## TASK DIRECTIONS
Every line from the one that contains "let state = EnrollmentState::Enrolled" to the end of the records must be restated word for word. No other line belongs in the answer.

(Stored data entries)
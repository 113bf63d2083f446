pub mod reconciler;

use std::time::Duration;

use schemars::JsonSchema;
use serde::{Deserialize, Serialize};
use time::OffsetDateTime;

use crate::{
    backend::{RemoteEnrollment, RemoteStatus, whole_percent},
    course::EnrollmentId,
    error::{Error, Result},
    utils::now,
};

pub use reconciler::{EnrollmentReconciler, Reconciliation};

/// Entitlement of one learner for one course, as this session sees it.
#[derive(Debug, Clone, PartialEq, Eq, Serialize, Deserialize, JsonSchema)]
#[serde(tag = "state", rename_all = "camelCase")]
pub enum EnrollmentState {
    NotEnrolled,
    /// Client-local, entitlement is expected but not visible yet
    #[serde(rename_all = "camelCase")]
    Pending {
        attempt: u32,
        #[serde(with = "time::serde::rfc3339")]
        #[schemars(with = "String")]
        since: OffsetDateTime,
    },
    #[serde(rename_all = "camelCase")]
    Enrolled {
        enrollment_id: EnrollmentId,
        progress_percentage: u8,
    },
    #[serde(rename_all = "camelCase")]
    Completed {
        enrollment_id: EnrollmentId,
        #[serde(with = "time::serde::rfc3339")]
        #[schemars(with = "String")]
        completed_at: OffsetDateTime,
    },
}

impl EnrollmentState {
    pub fn from_remote(remote: &RemoteEnrollment) -> Result<Self> {
        if !remote.is_enrolled {
            return Ok(EnrollmentState::NotEnrolled);
        }
        let enrollment_id = remote.enrollment_id.ok_or_else(|| {
            Error::InvariantViolation("enrollment reported without an enrollment id".to_string())
        })?;
        if remote.status == Some(RemoteStatus::Completed) {
            return Ok(EnrollmentState::Completed {
                enrollment_id,
                completed_at: remote.completed_at.unwrap_or_else(now),
            });
        }
        Ok(EnrollmentState::Enrolled {
            enrollment_id,
            progress_percentage: whole_percent(remote.progress_percentage),
        })
    }

    pub fn is_entitled(&self) -> bool {
        matches!(
            self,
            EnrollmentState::Enrolled { .. } | EnrollmentState::Completed { .. }
        )
    }

    pub fn enrollment_id(&self) -> Option<EnrollmentId> {
        match self {
            EnrollmentState::Enrolled { enrollment_id, .. }
            | EnrollmentState::Completed { enrollment_id, .. } => Some(*enrollment_id),
            _ => None,
        }
    }
}

/// Fixed-interval retry schedule for entitlement reconciliation.
#[derive(Debug, Clone, Copy, PartialEq, Eq)]
pub struct RetryPolicy {
    pub interval: Duration,
    pub max_attempts: u32,
}

impl Default for RetryPolicy {
    fn default() -> Self {
        Self {
            interval: Duration::from_millis(2000),
            max_attempts: 10,
        }
    }
}

#[cfg(test)]
mod tests {
    use time::macros::datetime;

    use super::*;

    fn remote(
        is_enrolled: bool,
        id: Option<EnrollmentId>,
        status: Option<RemoteStatus>,
    ) -> RemoteEnrollment {
        RemoteEnrollment {
            is_enrolled,
            enrollment_id: id,
            progress_percentage: 33.4,
            status,
            completed_at: None,
        }
    }

    #[test]
    fn test_from_remote() {
        assert_eq!(
            EnrollmentState::from_remote(&remote(false, Some(3), None)).unwrap(),
            EnrollmentState::NotEnrolled
        );
        assert_eq!(
            EnrollmentState::from_remote(&remote(true, Some(3), Some(RemoteStatus::Active)))
                .unwrap(),
            EnrollmentState::Enrolled {
                enrollment_id: 3,
                progress_percentage: 33
            }
        );
        let mut done = remote(true, Some(3), Some(RemoteStatus::Completed));
        done.completed_at = Some(datetime!(2026-01-02 03:04:05 UTC));
        assert_eq!(
            EnrollmentState::from_remote(&done).unwrap(),
            EnrollmentState::Completed {
                enrollment_id: 3,
                completed_at: datetime!(2026-01-02 03:04:05 UTC)
            }
        );
    }

    #[test]
    fn test_enrolled_without_id() {
        let err = EnrollmentState::from_remote(&remote(true, None, None)).unwrap_err();
        assert!(matches!(err, Error::InvariantViolation(_)));
    }

    #[test]
    fn test_serialized_shape() {
        let state = EnrollmentState::Enrolled {
            enrollment_id: 4,
            progress_percentage: 50,
        };
        assert_eq!(
            serde_json::to_string(&state).unwrap(),
            r#"{"state":"enrolled","enrollmentId":4,"progressPercentage":50}"#
        );
        assert!(state.is_entitled());
        assert_eq!(state.enrollment_id(), Some(4));
        assert!(!EnrollmentState::NotEnrolled.is_entitled());
    }
}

## YOUR SOLUTION
        let state = EnrollmentState::Enrolled {
            enrollment_id: 4,
            progress_percentage: 50,
        };
        assert_eq!(
            serde_json::to_string(&state).unwrap(),
            r#"{"state":"enrolled","enrollmentId":4,"progressPercentage":50}"#
        );
        assert!(state.is_entitled());
        assert_eq!(state.enrollment_id(), Some(4));
        assert!(!EnrollmentState::NotEnrolled.is_entitled());
    }
}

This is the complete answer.